Azure gives AWS the blues again in Nasuni cloud storage poll

Storage bits express preference for Redmond's cloud in latest biennial report

Storage bits still prefer Microsoft over Amazon's cloud. So says a report by storage gateway start-up Nasuni.

Nasuni offers storage in the cloud to its customers, with its NF-series filers acting as the gateway devices. It offers service-level agreements and so has a strong interest in CSP performance, rating cloud storage suppliers.

The company looks at the cloud storage performance, availability and scalability of AWS, Azure and Google, the three main public CSPs recognised by Gartner, checking out large and small file read/write IO and delete speed.

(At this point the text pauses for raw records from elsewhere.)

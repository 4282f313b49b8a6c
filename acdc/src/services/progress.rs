//! Batch progress accounting
//!
//! The total is fixed when the run starts: two lookup calls per chunk of
//! titles (title resolution plus entity loading) and one unit per declared
//! statement per entity. Writes that turn out to be no-ops are credited when
//! their property or entity finishes, so the counter always reaches the
//! total on a completed run and never moves backwards.

use super::entity_resolver::chunk_count;
use serde::Serialize;

/// Point-in-time progress values
#[derive(Debug, Clone, Copy, PartialEq, Eq, Serialize)]
pub struct Progress {
    pub completed: usize,
    pub total: usize,
}

impl Progress {
    pub fn percentage(&self) -> f64 {
        if self.total == 0 {
            100.0
        } else {
            (self.completed as f64 / self.total as f64) * 100.0
        }
    }
}

#[derive(Debug, Clone)]
pub struct ProgressTracker {
    total: usize,
    completed: usize,
    lookup_budget: usize,
    lookups_done: usize,
    statements_per_entity: usize,
    entity_ceiling: usize,
    property_ceiling: usize,
}

impl ProgressTracker {
    pub fn new(title_count: usize, statements_per_entity: usize) -> Self {
        let lookup_budget = chunk_count(title_count) * 2;
        let total = lookup_budget + title_count * statements_per_entity;
        Self {
            total,
            completed: 0,
            lookup_budget,
            lookups_done: 0,
            statements_per_entity,
            entity_ceiling: 0,
            property_ceiling: 0,
        }
    }

    pub fn snapshot(&self) -> Progress {
        Progress {
            completed: self.completed,
            total: self.total,
        }
    }

    pub fn total(&self) -> usize {
        self.total
    }

    pub fn completed(&self) -> usize {
        self.completed
    }

    /// One batched lookup request returned
    pub fn finished_lookup_call(&mut self) {
        if self.lookups_done < self.lookup_budget {
            self.lookups_done += 1;
            self.advance_to(self.completed + 1);
        }
    }

    /// Resolution and loading are done; credit any lookups that were skipped
    pub fn finished_loading(&mut self) {
        let remaining = self.lookup_budget - self.lookups_done;
        self.lookups_done = self.lookup_budget;
        self.advance_to(self.completed + remaining);
    }

    pub fn start_entity(&mut self) {
        self.entity_ceiling = (self.completed + self.statements_per_entity).min(self.total);
        self.property_ceiling = self.completed;
    }

    /// Begin a property section declaring `declared` statements
    pub fn start_property(&mut self, declared: usize) {
        self.property_ceiling = (self.completed + declared).min(self.entity_ceiling);
    }

    pub fn finished_write(&mut self) {
        if self.completed < self.property_ceiling {
            self.advance_to(self.completed + 1);
        }
    }

    pub fn finished_property(&mut self) {
        self.advance_to(self.property_ceiling);
    }

    pub fn finished_entity(&mut self) {
        self.advance_to(self.entity_ceiling);
    }

    pub fn finished(&mut self) {
        self.advance_to(self.total);
    }

    fn advance_to(&mut self, value: usize) {
        self.completed = self.completed.max(value.min(self.total));
    }
}
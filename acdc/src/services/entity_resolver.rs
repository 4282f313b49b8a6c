//! Title → entity resolution
//!
//! MediaInfo entity IDs are derived from page IDs (`M` + page id), so one
//! `action=query&titles=` request per chunk of titles is enough.

use std::collections::HashMap;

use acdc_common::datamodel::EntityId;
use tracing::debug;

use crate::mediawiki::{WikiApi, WikiError, PAGE_SIZE_LIMIT};

/// Number of lookup requests needed for `count` items
pub fn chunk_count(count: usize) -> usize {
    count.div_ceil(PAGE_SIZE_LIMIT)
}

/// Resolution result for one input title
#[derive(Debug, Clone, PartialEq, Eq)]
pub struct ResolvedTitle {
    pub title: String,
    /// `None` when the page does not exist yet
    pub entity_id: Option<EntityId>,
}

/// Resolve titles to entity IDs
///
/// Returns one entry per input title, in input order (duplicates included).
/// `on_request` is called after every lookup request. Any request failure
/// aborts the whole resolution.
pub async fn resolve_titles(
    api: &dyn WikiApi,
    titles: &[String],
    mut on_request: impl FnMut() + Send,
) -> Result<Vec<ResolvedTitle>, WikiError> {
    let mut resolved = Vec::with_capacity(titles.len());

    for chunk in titles.chunks(PAGE_SIZE_LIMIT) {
        let query = api.query_pages(chunk).await?;
        on_request();

        let normalized: HashMap<&str, &str> = query
            .normalized
            .iter()
            .map(|(from, to)| (from.as_str(), to.as_str()))
            .collect();
        let page_ids: HashMap<&str, Option<u64>> = query
            .pages
            .iter()
            .map(|page| (page.title.as_str(), page.page_id))
            .collect();

        for title in chunk {
            let canonical = normalized.get(title.as_str()).copied().unwrap_or(title.as_str());
            let entity_id = page_ids
                .get(canonical)
                .copied()
                .flatten()
                .map(EntityId::for_page);
            resolved.push(ResolvedTitle {
                title: title.clone(),
                entity_id,
            });
        }
    }

    debug!(
        "Resolved {} titles ({} without a page)",
        resolved.len(),
        resolved.iter().filter(|r| r.entity_id.is_none()).count()
    );

    Ok(resolved)
}

#[cfg(test)]
mod tests {
    use super::*;

    #[test]
    fn test_chunk_count() {
        assert_eq!(chunk_count(0), 0);
        assert_eq!(chunk_count(1), 1);
        assert_eq!(chunk_count(50), 1);
        assert_eq!(chunk_count(51), 2);
        assert_eq!(chunk_count(120), 3);
    }
}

It has just released one of its biennial reports rating public cloud service suppliers, looking at Microsoft Azure’s Blob Storage, Amazon Simple Storage Service (S3) and Google Cloud Storage.

Amazon's S3 was top in Nasuni's 2011 report, with second-placed Azure claiming the top spot in 2013. Azure retained the top spot this year, with Amazon a close second and Google trailing some way behind.

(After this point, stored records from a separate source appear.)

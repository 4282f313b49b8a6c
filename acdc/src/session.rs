//! Batch controller
//!
//! Composes the specification reducer, validation, title sources and the
//! executor behind one handle shared by the HTTP surface and the CLI. The
//! controller is either editing (events accepted, publish possible) or
//! saving (only stop accepted).

use std::sync::Arc;

use acdc_common::events::EventBus;
use futures::StreamExt;
use serde::Serialize;
use tokio::sync::RwLock;
use tracing::{error, info, warn};
use uuid::Uuid;

use crate::input::{
    titles::filter_suggestions, validate, BatchSpecification, SpecificationEvent, Validity,
};
use crate::mediawiki::WikiApi;
use crate::services::{
    category_files, BatchError, BatchOutcome, BatchRun, PagePile, StopSignal,
};

/// Titles gathered from a category are added in batches of this size
const CATEGORY_BATCH: usize = 50;

#[derive(Debug, Clone, Copy, PartialEq, Eq, Serialize)]
#[serde(rename_all = "UPPERCASE")]
pub enum ControllerMode {
    Editing,
    Saving,
}

/// Serializable view of the controller
#[derive(Debug, Clone, Serialize)]
pub struct ControllerStatus {
    pub mode: ControllerMode,
    pub titles: usize,
    pub statements_per_file: usize,
    pub can_submit: bool,
    pub last_run_id: Option<Uuid>,
    pub last_error: Option<String>,
}

/// Result of offering a PagePile to the controller
#[derive(Debug, Clone, PartialEq, Eq, Serialize)]
pub struct PagePileLoad {
    pub id: u64,
    pub files: usize,
    /// Large pile not loaded because it was not confirmed
    pub needs_confirmation: bool,
    pub added: usize,
}

struct ControllerState {
    spec: BatchSpecification,
    validity: Validity,
    mode: ControllerMode,
    last_run_id: Option<Uuid>,
    last_error: Option<String>,
}

#[derive(Clone)]
pub struct BatchController {
    state: Arc<RwLock<ControllerState>>,
    api: Arc<dyn WikiApi>,
    event_bus: EventBus,
    stop: StopSignal,
    tags: Vec<String>,
}

impl BatchController {
    pub fn new(api: Arc<dyn WikiApi>, event_bus: EventBus, tags: Vec<String>) -> Self {
        let spec = BatchSpecification::new();
        let validity = validate(&spec);
        Self {
            state: Arc::new(RwLock::new(ControllerState {
                spec,
                validity,
                mode: ControllerMode::Editing,
                last_run_id: None,
                last_error: None,
            })),
            api,
            event_bus,
            stop: StopSignal::new(),
            tags,
        }
    }

    pub async fn specification(&self) -> BatchSpecification {
        self.state.read().await.spec.clone()
    }

    pub async fn validity(&self) -> Validity {
        self.state.read().await.validity.clone()
    }

    pub async fn mode(&self) -> ControllerMode {
        self.state.read().await.mode
    }

    pub async fn status(&self) -> ControllerStatus {
        let state = self.state.read().await;
        ControllerStatus {
            mode: state.mode,
            titles: state.spec.titles().len(),
            statements_per_file: state.spec.statements_per_entity(),
            can_submit: state.mode == ControllerMode::Editing && state.validity.can_submit,
            last_run_id: state.last_run_id,
            last_error: state.last_error.clone(),
        }
    }

    /// Apply an input event, returning the new validity
    pub async fn dispatch(&self, event: SpecificationEvent) -> Result<Validity, BatchError> {
        let mut state = self.state.write().await;
        if state.mode == ControllerMode::Saving {
            return Err(BatchError::AlreadyRunning);
        }

        let next = state
            .spec
            .apply(event)
            .map_err(|e| BatchError::Invalid(e.to_string()))?;
        state.validity = validate(&next);
        state.spec = next;
        Ok(state.validity.clone())
    }

    /// Start a batch run in the background
    pub async fn publish(&self, dry_run: bool) -> Result<Uuid, BatchError> {
        let run = self.begin(dry_run).await?;
        let run_id = run.run_id();

        let controller = self.clone();
        let worker = tokio::spawn(async move {
            info!(run_id = %run_id, "Background batch task started");
            controller.finish(run, dry_run).await
        });

        // A panicking worker never reaches `finish`; leave Saving here instead
        let controller = self.clone();
        tokio::spawn(async move {
            match worker.await {
                Ok(Ok(_)) => {}
                Ok(Err(e)) => warn!(run_id = %run_id, error = %e, "Background batch task failed"),
                Err(e) => {
                    error!(run_id = %run_id, error = %e, "Background batch task aborted");
                    controller.abandon_run(format!("Batch task aborted: {}", e)).await;
                }
            }
        });

        Ok(run_id)
    }

    /// Run a batch to completion
    pub async fn run(&self, dry_run: bool) -> Result<BatchOutcome, BatchError> {
        let run = self.begin(dry_run).await?;
        self.finish(run, dry_run).await
    }

    /// Ask the running batch to stop before its next write
    pub async fn stop(&self) -> Result<(), BatchError> {
        if self.mode().await != ControllerMode::Saving {
            return Err(BatchError::NotRunning);
        }
        info!("Stop requested");
        self.stop.request();
        Ok(())
    }

    /// Handle for requesting a stop without going through the controller
    pub fn stop_signal(&self) -> StopSignal {
        self.stop.clone()
    }

    /// Add every file of a category
    pub async fn load_category(&self, category: &str) -> Result<usize, BatchError> {
        self.ensure_editing().await?;

        let mut added = 0;
        let mut pending = Vec::new();
        let mut files = Box::pin(category_files(self.api.as_ref(), category));
        while let Some(title) = files.next().await {
            pending.push(title.map_err(BatchError::Resolve)?);
            if pending.len() >= CATEGORY_BATCH {
                added += self.add_titles(std::mem::take(&mut pending)).await?;
                tokio::task::yield_now().await;
            }
        }
        added += self.add_titles(pending).await?;

        info!("Loaded {} files from {}", added, category);
        Ok(added)
    }

    /// Add the files of a PagePile; large piles need `confirm_large`
    pub async fn load_pagepile(
        &self,
        pile: PagePile,
        confirm_large: bool,
    ) -> Result<PagePileLoad, BatchError> {
        let files = pile.files.len();
        if pile.is_large() && !confirm_large {
            return Ok(PagePileLoad {
                id: pile.id,
                files,
                needs_confirmation: true,
                added: 0,
            });
        }

        let added = self.add_titles(pile.files).await?;
        Ok(PagePileLoad {
            id: pile.id,
            files,
            needs_confirmation: false,
            added,
        })
    }

    /// File titles starting with `prefix` that are not collected yet
    pub async fn suggestions(&self, prefix: &str) -> Result<Vec<String>, BatchError> {
        let prefix = crate::input::ensure_file_namespace(prefix.trim());
        let found = self
            .api
            .search_titles(&prefix)
            .await
            .map_err(BatchError::Resolve)?;
        let spec = self.specification().await;
        Ok(filter_suggestions(found, spec.titles()))
    }

    async fn add_titles(&self, titles: Vec<String>) -> Result<usize, BatchError> {
        if titles.is_empty() {
            return Ok(0);
        }
        let before = self.state.read().await.spec.titles().len();
        self.dispatch(SpecificationEvent::AddTitles { titles }).await?;
        let after = self.state.read().await.spec.titles().len();
        Ok(after - before)
    }

    async fn ensure_editing(&self) -> Result<(), BatchError> {
        match self.mode().await {
            ControllerMode::Editing => Ok(()),
            ControllerMode::Saving => Err(BatchError::AlreadyRunning),
        }
    }

    async fn begin(&self, dry_run: bool) -> Result<BatchRun, BatchError> {
        let mut state = self.state.write().await;
        if state.mode == ControllerMode::Saving {
            return Err(BatchError::AlreadyRunning);
        }

        let validity = validate(&state.spec);
        if !validity.can_submit {
            let reason = if validity.errors.is_empty() {
                "at least one file and one statement are required".to_string()
            } else {
                validity
                    .errors
                    .iter()
                    .map(ToString::to_string)
                    .collect::<Vec<_>>()
                    .join("; ")
            };
            return Err(BatchError::Invalid(reason));
        }

        // Discard a stop requested while nothing was running
        self.stop.take();

        let run = BatchRun::new(&state.spec, self.stop.clone())
            .with_tags(self.tags.clone())
            .with_event_bus(self.event_bus.clone())
            .dry_run(dry_run);

        state.mode = ControllerMode::Saving;
        state.last_run_id = Some(run.run_id());
        state.last_error = None;
        Ok(run)
    }

    async fn abandon_run(&self, reason: String) {
        let mut state = self.state.write().await;
        state.validity = validate(&state.spec);
        state.mode = ControllerMode::Editing;
        state.last_error = Some(reason);
    }

    async fn finish(&self, mut run: BatchRun, dry_run: bool) -> Result<BatchOutcome, BatchError> {
        let result = run.execute(self.api.as_ref()).await;

        let mut state = self.state.write().await;
        if !dry_run {
            for title in run.completed_titles() {
                match state.spec.apply(SpecificationEvent::TitleCompleted {
                    title: title.clone(),
                }) {
                    Ok(next) => state.spec = next,
                    Err(e) => warn!("Could not drop completed title {}: {}", title, e),
                }
            }
        }
        state.validity = validate(&state.spec);
        state.mode = ControllerMode::Editing;
        state.last_error = result.as_ref().err().map(ToString::to_string);

        result
    }
}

It had planned to include HP’s Cloud Object Storage and IBM’s SoftLayer this year, and they were tested in a limited capacity. But HP's cloud strategy change left Nasuni unsure of how the service would evolve over the coming year. Also, Nasuni’s experience with IBM was checkered with scheduled outages that made testing problematic, meaning SoftLayer does not appear in the report.

Azure bested Amazon in every IO area except large file (>1MB) write speed. "It delivered the best Write/Read/Delete speeds across small and medium-sized files and, in some cases, beat Amazon by nearly 2x," the report said.

Amazon's average response time of 0.1 secs was better than Azure's 0.14 secs, with Google about five times slower.

All-in-all, Google was a distant third with Azure better than AWS except for large file writes. Nasuni sees AWS and Azure as "two mature, robust CSPs, whose platforms will eventually replace the spinning disk within the enterprise data centre".